In the above equations u is the velocity vector, p – pressure, ρ – density, ν – kinematic viscosity coefficient and D – strain rate tensor. The two additional transport quantities are the kinetic energy of velocity fluctuations k and the turbulence frequency ω.

The shear stress transport (SST) model combines the k-ω model near the wall with the k-ε far from it. Constants marked with the subscript ‘3’, namely σ_k3, σ_ω3, α₃, β₃ are linear combinations of constants from the component models, i.e. C₃ = F₁C₁ + (1F₁)C₂. The additional constants are a₁ = 0.31, C_μ = 0.09.

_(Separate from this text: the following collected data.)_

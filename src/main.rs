use std::path::PathBuf;

use anyhow::Context;
use clap::Parser;
use tracing::{error, info};
use tracing_subscriber::{fmt, prelude::*, EnvFilter};

use thought_chain_reasoning::{
    config::{self, Config, LogFormat},
    driver::{ChainDriver, TreeRecorder},
    langbase::LangbaseClient,
    prompts::{ANSWER_SYSTEM_PROMPT, STEP_SYSTEM_PROMPT},
    verdict::{VerdictAnswer, VERDICT_OUTPUT_FORMAT},
    PipeGenerator,
};

/// Solve a problem by iterated chain-of-thought over Langbase Pipes.
#[derive(Debug, Parser)]
#[command(name = "thought-chain", version, about)]
struct Cli {
    /// Problem statement
    #[arg(long, conflicts_with = "problem_file", required_unless_present = "problem_file")]
    problem: Option<String>,

    /// Read the problem statement from a file
    #[arg(long)]
    problem_file: Option<PathBuf>,

    /// Output-format instruction for the final answer
    #[arg(long, default_value = VERDICT_OUTPUT_FORMAT)]
    output_format: String,

    /// Override MAX_DEPTH
    #[arg(long)]
    max_depth: Option<usize>,

    /// Write the recorded thought tree as JSON to this path
    #[arg(long)]
    tree_json: Option<PathBuf>,

    /// Print the recorded thought tree outline to stderr
    #[arg(long)]
    print_tree: bool,

    /// Do not create/update the Langbase pipes at startup
    #[arg(long)]
    skip_pipe_setup: bool,
}

#[tokio::main]
async fn main() -> anyhow::Result<()> {
    let cli = Cli::parse();

    // Load configuration
    let mut config = match Config::from_env() {
        Ok(c) => c,
        Err(e) => {
            eprintln!("Configuration error: {}", e);
            std::process::exit(1);
        }
    };
    if let Some(max_depth) = cli.max_depth {
        config.driver.max_depth = max_depth;
    }
    let config = config::init_global(config)?;

    init_logging(config);

    info!(
        version = env!("CARGO_PKG_VERSION"),
        max_depth = config.driver.max_depth,
        "Thought chain starting"
    );

    let problem = match (&cli.problem, &cli.problem_file) {
        (Some(problem), _) => problem.clone(),
        (None, Some(path)) => std::fs::read_to_string(path)
            .with_context(|| format!("reading problem file {}", path.display()))?,
        (None, None) => anyhow::bail!("either --problem or --problem-file is required"),
    };

    let langbase = match LangbaseClient::new(&config.langbase, config.request.clone()) {
        Ok(c) => {
            info!(base_url = %config.langbase.base_url, "Langbase client initialized");
            c
        }
        Err(e) => {
            error!(error = %e, "Failed to initialize Langbase client");
            return Err(e.into());
        }
    };

    if !cli.skip_pipe_setup {
        info!("Ensuring required Langbase pipes exist...");
        langbase
            .ensure_pipe(
                &config.pipes.step,
                "Next chain-of-thought step",
                STEP_SYSTEM_PROMPT,
                &config.model,
            )
            .await?;
        langbase
            .ensure_pipe(
                &config.pipes.answer,
                "Final structured answer",
                ANSWER_SYSTEM_PROMPT,
                &config.model,
            )
            .await?;
    }

    let generator = PipeGenerator::new(langbase, config.pipes.clone());
    let driver = ChainDriver::new(generator.clone(), generator, config.driver);
    let mut recorder = TreeRecorder::new(&problem);

    let outcome = match driver
        .solve_with_observer::<VerdictAnswer, _>(&problem, &cli.output_format, &mut recorder)
        .await
    {
        Ok(outcome) => outcome,
        Err(e) => {
            error!(error = %e, "Reasoning failed");
            return Err(e.into());
        }
    };

    let tree = recorder.into_tree();
    if cli.print_tree {
        eprintln!("{}", tree.render_outline());
    }
    if let Some(path) = &cli.tree_json {
        std::fs::write(path, tree.to_json()?)
            .with_context(|| format!("writing tree to {}", path.display()))?;
        info!(path = %path.display(), nodes = tree.len(), "Thought tree written");
    }

    info!(
        steps = outcome.step_calls,
        finished_naturally = outcome.finished_naturally,
        "Reasoning complete"
    );
    println!("{}", outcome.answer.solution);
    Ok(())
}

/// Initialize tracing/logging
fn init_logging(config: &Config) {
    let env_filter =
        EnvFilter::try_from_default_env().unwrap_or_else(|_| EnvFilter::new(&config.logging.level));

    match config.logging.format {
        LogFormat::Json => {
            tracing_subscriber::registry()
                .with(env_filter)
                .with(fmt::layer().json().with_writer(std::io::stderr))
                .init();
        }
        LogFormat::Pretty => {
            tracing_subscriber::registry()
                .with(env_filter)
                .with(fmt::layer().with_writer(std::io::stderr))
                .init();
        }
    }
}
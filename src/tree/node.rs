use uuid::Uuid;

use crate::error::{TreeError, TreeResult};

/// Opaque numeric payload attached to a node, such as a model's hidden
/// state for the step. Only its shape is ever exported.
#[derive(Debug, Clone, PartialEq)]
pub struct Representation {
    shape: Vec<usize>,
    values: Vec<f32>,
}

impl Representation {
    /// One-dimensional representation; shape is `[values.len()]`.
    pub fn vector(values: Vec<f32>) -> Self {
        Self {
            shape: vec![values.len()],
            values,
        }
    }

    /// Representation with an explicit shape. The product of `shape`
    /// must equal `values.len()`.
    pub fn new(shape: Vec<usize>, values: Vec<f32>) -> TreeResult<Self> {
        let expected: usize = shape.iter().product();
        if expected != values.len() {
            return Err(TreeError::ShapeMismatch {
                shape,
                len: values.len(),
            });
        }
        Ok(Self { shape, values })
    }

    pub fn shape(&self) -> &[usize] {
        &self.shape
    }

    pub fn values(&self) -> &[f32] {
        &self.values
    }
}

/// A single reasoning step in a [`ThoughtTree`](super::ThoughtTree).
///
/// `id`, `text` and `parent_id` are fixed at construction. `children_ids`
/// is maintained by the tree. `score` and `consistency` start absent and
/// are filled in by whatever evaluates the step.
#[derive(Debug, Clone, PartialEq)]
pub struct Node {
    id: String,
    text: String,
    parent_id: Option<String>,
    children_ids: Vec<String>,
    representation: Option<Representation>,
    score: Option<f64>,
    consistency: Option<f64>,
}

impl Node {
    /// Create a node with a fresh random id
    pub fn new(text: impl Into<String>) -> Self {
        Self::with_id(Uuid::new_v4().to_string(), text)
    }

    /// Create a node with a caller-chosen id
    pub fn with_id(id: impl Into<String>, text: impl Into<String>) -> Self {
        Self {
            id: id.into(),
            text: text.into(),
            parent_id: None,
            children_ids: Vec::new(),
            representation: None,
            score: None,
            consistency: None,
        }
    }

    /// Set the parent id. Not checked against any tree.
    pub fn with_parent(mut self, parent_id: impl Into<String>) -> Self {
        self.parent_id = Some(parent_id.into());
        self
    }

    pub fn with_representation(mut self, representation: Representation) -> Self {
        self.representation = Some(representation);
        self
    }

    pub fn with_score(mut self, score: f64) -> Self {
        self.score = Some(score);
        self
    }

    pub fn with_consistency(mut self, consistency: f64) -> Self {
        self.consistency = Some(consistency);
        self
    }

    pub fn id(&self) -> &str {
        &self.id
    }

    pub fn text(&self) -> &str {
        &self.text
    }

    pub fn parent_id(&self) -> Option<&str> {
        self.parent_id.as_deref()
    }

    /// Direct successors in insertion order
    pub fn children_ids(&self) -> &[String] {
        &self.children_ids
    }

    pub fn representation(&self) -> Option<&Representation> {
        self.representation.as_ref()
    }

    pub fn score(&self) -> Option<f64> {
        self.score
    }

    pub fn consistency(&self) -> Option<f64> {
        self.consistency
    }

    pub fn set_score(&mut self, score: f64) {
        self.score = Some(score);
    }

    pub fn set_consistency(&mut self, consistency: f64) {
        self.consistency = Some(consistency);
    }

    /// True when the node has no parent id
    pub fn is_root(&self) -> bool {
        self.parent_id.is_none()
    }

    /// Append a child link unless it is already present.
    pub(super) fn link_child(&mut self, child_id: &str) {
        if !self.children_ids.iter().any(|c| c == child_id) {
            self.children_ids.push(child_id.to_string());
        }
    }
}
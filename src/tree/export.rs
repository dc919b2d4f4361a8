//! JSON debug export of a [`ThoughtTree`].

use serde::{Deserialize, Serialize, Serializer};
use serde_json::ser::PrettyFormatter;

use super::{Node, ThoughtTree};
use crate::error::TreeResult;

/// Exported view of a node. Representations are reduced to their shape.
#[derive(Debug, Clone, PartialEq, Serialize, Deserialize)]
pub struct NodeRecord {
    pub id: String,
    pub text: String,
    pub parent_id: Option<String>,
    pub children_ids: Vec<String>,
    pub representation_shape: Option<Vec<usize>>,
    pub score: Option<f64>,
    pub consistency: Option<f64>,
}

impl From<&Node> for NodeRecord {
    fn from(node: &Node) -> Self {
        Self {
            id: node.id().to_string(),
            text: node.text().to_string(),
            parent_id: node.parent_id().map(str::to_string),
            children_ids: node.children_ids().to_vec(),
            representation_shape: node.representation().map(|r| r.shape().to_vec()),
            score: node.score(),
            consistency: node.consistency(),
        }
    }
}

impl ThoughtTree {
    /// Snapshot of every node in first-insertion order.
    pub fn records(&self) -> Vec<NodeRecord> {
        self.nodes().map(NodeRecord::from).collect()
    }

    /// Pretty JSON (4-space indent) object of [`records`](Self::records)
    /// keyed by id, in first-insertion order.
    pub fn to_json(&self) -> TreeResult<String> {
        let mut buf = Vec::new();
        let mut serializer =
            serde_json::Serializer::with_formatter(&mut buf, PrettyFormatter::with_indent(b"    "));
        (&mut serializer).collect_map(self.records().into_iter().map(|r| (r.id.clone(), r)))?;
        Ok(String::from_utf8(buf)?)
    }
}
//! In-memory thought tree.
//!
//! A [`ThoughtTree`] indexes [`Node`]s by id and keeps parent/child links as
//! id lists. Links are deliberately lax:
//!
//! - adding a node whose id already exists replaces the stored node;
//! - a child is linked into its parent only if the parent is already in the
//!   tree when the child is added, and the link is never created later;
//! - `parent_id` is never validated, so dangling parents are possible;
//! - `root_id` is whichever node was added first.
//!
//! Callers that need complete ancestry must insert top-down.

mod export;
mod node;

pub use export::NodeRecord;
pub use node::{Node, Representation};

use std::collections::{HashMap, HashSet, VecDeque};

/// Append-only forest of reasoning nodes keyed by id.
///
/// Iteration and export follow first-insertion order; replacing a node
/// keeps its original position.
#[derive(Debug, Clone, Default)]
pub struct ThoughtTree {
    nodes: HashMap<String, Node>,
    order: Vec<String>,
    root_id: Option<String>,
}

/// One entry of a breadth-first walk. `node` is `None` when a child id
/// points at a node that is not in the tree.
#[derive(Debug, Clone, Copy)]
pub struct Visit<'a> {
    pub depth: usize,
    pub id: &'a str,
    pub node: Option<&'a Node>,
}

impl ThoughtTree {
    pub fn new() -> Self {
        Self::default()
    }

    /// Store `node` under its id, replacing any node with the same id.
    ///
    /// If the node's parent is already present, the node's id is appended to
    /// the parent's children (once). The first node ever added becomes the
    /// root regardless of its own parent.
    pub fn add_node(&mut self, node: Node) {
        let id = node.id().to_string();
        let parent_id = node.parent_id().map(str::to_string);

        if self.nodes.insert(id.clone(), node).is_none() {
            self.order.push(id.clone());
        }

        if let Some(parent) = parent_id.and_then(|p| self.nodes.get_mut(&p)) {
            parent.link_child(&id);
        }

        if self.root_id.is_none() {
            self.root_id = Some(id);
        }
    }

    pub fn get_node(&self, id: &str) -> Option<&Node> {
        self.nodes.get(id)
    }

    /// Mutable lookup, for attaching scores after generation.
    pub fn get_node_mut(&mut self, id: &str) -> Option<&mut Node> {
        self.nodes.get_mut(id)
    }

    pub fn root_id(&self) -> Option<&str> {
        self.root_id.as_deref()
    }

    pub fn root(&self) -> Option<&Node> {
        self.root_id.as_deref().and_then(|id| self.nodes.get(id))
    }

    pub fn len(&self) -> usize {
        self.nodes.len()
    }

    pub fn is_empty(&self) -> bool {
        self.nodes.is_empty()
    }

    /// All nodes in first-insertion order
    pub fn nodes(&self) -> impl Iterator<Item = &Node> {
        self.order.iter().filter_map(|id| self.nodes.get(id))
    }

    /// Present children of `id` in link order. Dangling child ids are skipped.
    pub fn children<'a>(&'a self, id: &str) -> impl Iterator<Item = &'a Node> + 'a {
        self.nodes
            .get(id)
            .map(|n| n.children_ids())
            .unwrap_or_default()
            .iter()
            .filter_map(move |child| self.nodes.get(child))
    }

    /// Breadth-first walk from the root over `children_ids`, including
    /// dangling child ids. Each id is visited at most once.
    pub fn walk(&self) -> Vec<Visit<'_>> {
        let mut visits = Vec::new();
        let Some(root) = self.root_id.as_deref() else {
            return visits;
        };

        let mut queue = VecDeque::from([(root, 0usize)]);
        let mut seen = HashSet::new();

        while let Some((id, depth)) = queue.pop_front() {
            if !seen.insert(id) {
                continue;
            }
            let node = self.nodes.get(id);
            if let Some(node) = node {
                for child in node.children_ids() {
                    queue.push_back((child.as_str(), depth + 1));
                }
            }
            visits.push(Visit { depth, id, node });
        }

        visits
    }

    /// Breadth-first walk yielding only present nodes with their depth.
    pub fn bfs(&self) -> impl Iterator<Item = (usize, &Node)> {
        self.walk()
            .into_iter()
            .filter_map(|visit| visit.node.map(|node| (visit.depth, node)))
    }

    /// Ids from `id` up through every parent that is present in the tree.
    /// Empty when `id` itself is absent.
    pub fn path_to_root(&self, id: &str) -> Vec<String> {
        let mut path = Vec::new();
        let mut seen = HashSet::new();
        let mut current = self.nodes.get(id);

        while let Some(node) = current {
            if !seen.insert(node.id()) {
                break;
            }
            path.push(node.id().to_string());
            current = node.parent_id().and_then(|p| self.nodes.get(p));
        }

        path
    }

    /// Indented outline of the tree, one line per visited id.
    pub fn render_outline(&self) -> String {
        if self.nodes.is_empty() {
            return "Tree is empty.".to_string();
        }

        let mut out = String::new();
        for visit in self.walk() {
            let indent = "  ".repeat(visit.depth);
            let short: String = visit.id.chars().take(8).collect();
            match visit.node {
                Some(node) => {
                    let headline = node.text().split('.').next().unwrap_or_default();
                    out.push_str(&format!("{indent}- [{short}] {headline}"));
                    if let Some(score) = node.score() {
                        out.push_str(&format!(" (score: {score:.2}"));
                        if let Some(consistency) = node.consistency() {
                            out.push_str(&format!(", consistency: {consistency:.2}"));
                        }
                        out.push(')');
                    }
                }
                None => out.push_str(&format!("{indent}- [{short} not found]")),
            }
            out.push('\n');
        }
        out
    }
}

3.2 Equation discretisation

All the equations are discretised by means of the finite volume method, and the corresponding algebraic equation systems are solved by the open source software for CFD, namely OpenFOAM [20]. Since all the transport Eq. 2a–2a have common terms, the general transport equation for a quantity ϕ has the form of

$$ \frac{\partial \phi}{\partial t} + \nabla\cdot \left( \phi \mathbf u \right) = \nabla\cdot \left( \varGamma \nabla \phi \right) + S_{\phi} $$

(3)

where the overall source term S_ϕ should be linearised first, if necessary S_ϕ = S_u + S_pϕ. The diffusivity for ϕ is denoted as Γ.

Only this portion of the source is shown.